Stored data entries
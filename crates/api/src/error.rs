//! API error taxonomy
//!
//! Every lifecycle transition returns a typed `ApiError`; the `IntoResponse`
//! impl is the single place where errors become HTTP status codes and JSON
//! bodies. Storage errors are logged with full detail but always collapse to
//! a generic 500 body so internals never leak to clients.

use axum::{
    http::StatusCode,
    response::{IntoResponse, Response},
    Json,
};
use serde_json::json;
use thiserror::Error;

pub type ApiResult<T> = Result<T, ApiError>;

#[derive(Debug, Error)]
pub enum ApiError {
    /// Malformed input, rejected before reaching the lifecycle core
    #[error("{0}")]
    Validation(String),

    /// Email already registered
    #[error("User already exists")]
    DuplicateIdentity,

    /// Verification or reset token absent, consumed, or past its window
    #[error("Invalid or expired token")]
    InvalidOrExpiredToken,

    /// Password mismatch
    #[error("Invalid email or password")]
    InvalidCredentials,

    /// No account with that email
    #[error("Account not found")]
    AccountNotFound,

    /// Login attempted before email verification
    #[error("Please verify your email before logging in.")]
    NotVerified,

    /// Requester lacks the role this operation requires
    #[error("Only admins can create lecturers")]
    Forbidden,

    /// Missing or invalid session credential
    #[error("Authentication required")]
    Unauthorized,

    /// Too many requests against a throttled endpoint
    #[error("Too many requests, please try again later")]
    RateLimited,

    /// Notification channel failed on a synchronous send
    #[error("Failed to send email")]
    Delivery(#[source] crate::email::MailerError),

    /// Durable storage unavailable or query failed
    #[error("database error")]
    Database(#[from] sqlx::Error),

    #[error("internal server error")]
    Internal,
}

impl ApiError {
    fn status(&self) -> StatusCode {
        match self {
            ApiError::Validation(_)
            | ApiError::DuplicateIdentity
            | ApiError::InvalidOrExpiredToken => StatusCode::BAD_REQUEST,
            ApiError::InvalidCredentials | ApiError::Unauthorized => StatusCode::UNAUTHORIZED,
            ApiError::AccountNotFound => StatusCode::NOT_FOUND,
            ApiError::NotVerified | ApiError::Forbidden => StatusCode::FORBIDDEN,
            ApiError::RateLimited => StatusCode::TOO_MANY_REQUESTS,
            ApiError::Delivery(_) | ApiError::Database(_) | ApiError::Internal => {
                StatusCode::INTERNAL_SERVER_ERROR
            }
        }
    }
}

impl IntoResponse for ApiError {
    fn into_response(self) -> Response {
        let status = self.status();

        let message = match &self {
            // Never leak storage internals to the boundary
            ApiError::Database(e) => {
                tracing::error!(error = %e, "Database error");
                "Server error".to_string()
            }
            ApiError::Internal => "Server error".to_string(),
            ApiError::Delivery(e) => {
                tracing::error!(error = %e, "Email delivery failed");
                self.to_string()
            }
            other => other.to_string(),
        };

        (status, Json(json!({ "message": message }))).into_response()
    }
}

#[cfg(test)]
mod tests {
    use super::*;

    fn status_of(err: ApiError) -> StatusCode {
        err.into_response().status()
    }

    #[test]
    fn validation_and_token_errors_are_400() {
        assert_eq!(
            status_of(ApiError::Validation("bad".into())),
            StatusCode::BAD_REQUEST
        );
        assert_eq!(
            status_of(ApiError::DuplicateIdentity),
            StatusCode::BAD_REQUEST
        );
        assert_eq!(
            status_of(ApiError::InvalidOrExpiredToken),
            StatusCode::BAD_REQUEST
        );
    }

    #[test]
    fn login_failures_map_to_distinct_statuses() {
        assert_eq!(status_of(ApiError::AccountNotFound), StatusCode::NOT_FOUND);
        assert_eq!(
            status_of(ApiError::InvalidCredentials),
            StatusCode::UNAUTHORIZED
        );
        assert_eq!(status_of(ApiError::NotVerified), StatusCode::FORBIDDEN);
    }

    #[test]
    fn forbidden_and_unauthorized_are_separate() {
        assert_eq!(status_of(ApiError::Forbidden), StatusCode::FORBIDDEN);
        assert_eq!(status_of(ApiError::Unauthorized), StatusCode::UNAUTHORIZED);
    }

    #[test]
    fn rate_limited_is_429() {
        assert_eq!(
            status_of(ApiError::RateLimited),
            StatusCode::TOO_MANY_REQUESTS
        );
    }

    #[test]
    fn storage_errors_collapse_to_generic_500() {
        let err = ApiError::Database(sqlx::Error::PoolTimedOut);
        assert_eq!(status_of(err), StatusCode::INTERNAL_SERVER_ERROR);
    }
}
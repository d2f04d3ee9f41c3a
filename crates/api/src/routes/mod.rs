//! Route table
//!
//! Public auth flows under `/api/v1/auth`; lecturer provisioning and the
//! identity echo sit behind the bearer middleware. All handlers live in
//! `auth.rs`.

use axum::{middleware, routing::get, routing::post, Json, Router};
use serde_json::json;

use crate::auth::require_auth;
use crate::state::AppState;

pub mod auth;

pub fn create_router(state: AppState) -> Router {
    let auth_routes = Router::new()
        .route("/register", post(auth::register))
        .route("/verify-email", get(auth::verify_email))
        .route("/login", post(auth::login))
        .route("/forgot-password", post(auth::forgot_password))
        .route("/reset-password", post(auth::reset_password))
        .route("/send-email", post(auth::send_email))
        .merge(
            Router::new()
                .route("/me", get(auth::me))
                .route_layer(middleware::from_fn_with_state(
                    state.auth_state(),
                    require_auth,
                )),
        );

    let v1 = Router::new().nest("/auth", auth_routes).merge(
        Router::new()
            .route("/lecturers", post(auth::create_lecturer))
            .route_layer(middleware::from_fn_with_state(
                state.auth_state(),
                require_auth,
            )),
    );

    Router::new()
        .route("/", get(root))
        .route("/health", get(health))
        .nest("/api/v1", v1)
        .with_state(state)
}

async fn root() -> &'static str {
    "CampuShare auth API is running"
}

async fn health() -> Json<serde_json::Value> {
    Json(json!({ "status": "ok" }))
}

What to work on.
Restate word for word the lines of the data above, starting at the line containing "codes and JSON" and ending at the line containing "with that email", both included, and nothing more.

Response area.
//! impl is the single place where errors become HTTP status codes and JSON
//! bodies. Storage errors are logged with full detail but always collapse to
//! a generic 500 body so internals never leak to clients.

use axum::{
    http::StatusCode,
    response::{IntoResponse, Response},
    Json,
};
use serde_json::json;
use thiserror::Error;

pub type ApiResult<T> = Result<T, ApiError>;

#[derive(Debug, Error)]
pub enum ApiError {
    /// Malformed input, rejected before reaching the lifecycle core
    #[error("{0}")]
    Validation(String),

    /// Email already registered
    #[error("User already exists")]
    DuplicateIdentity,

    /// Verification or reset token absent, consumed, or past its window
    #[error("Invalid or expired token")]
    InvalidOrExpiredToken,

    /// Password mismatch
    #[error("Invalid email or password")]
    InvalidCredentials,

    /// No account with that email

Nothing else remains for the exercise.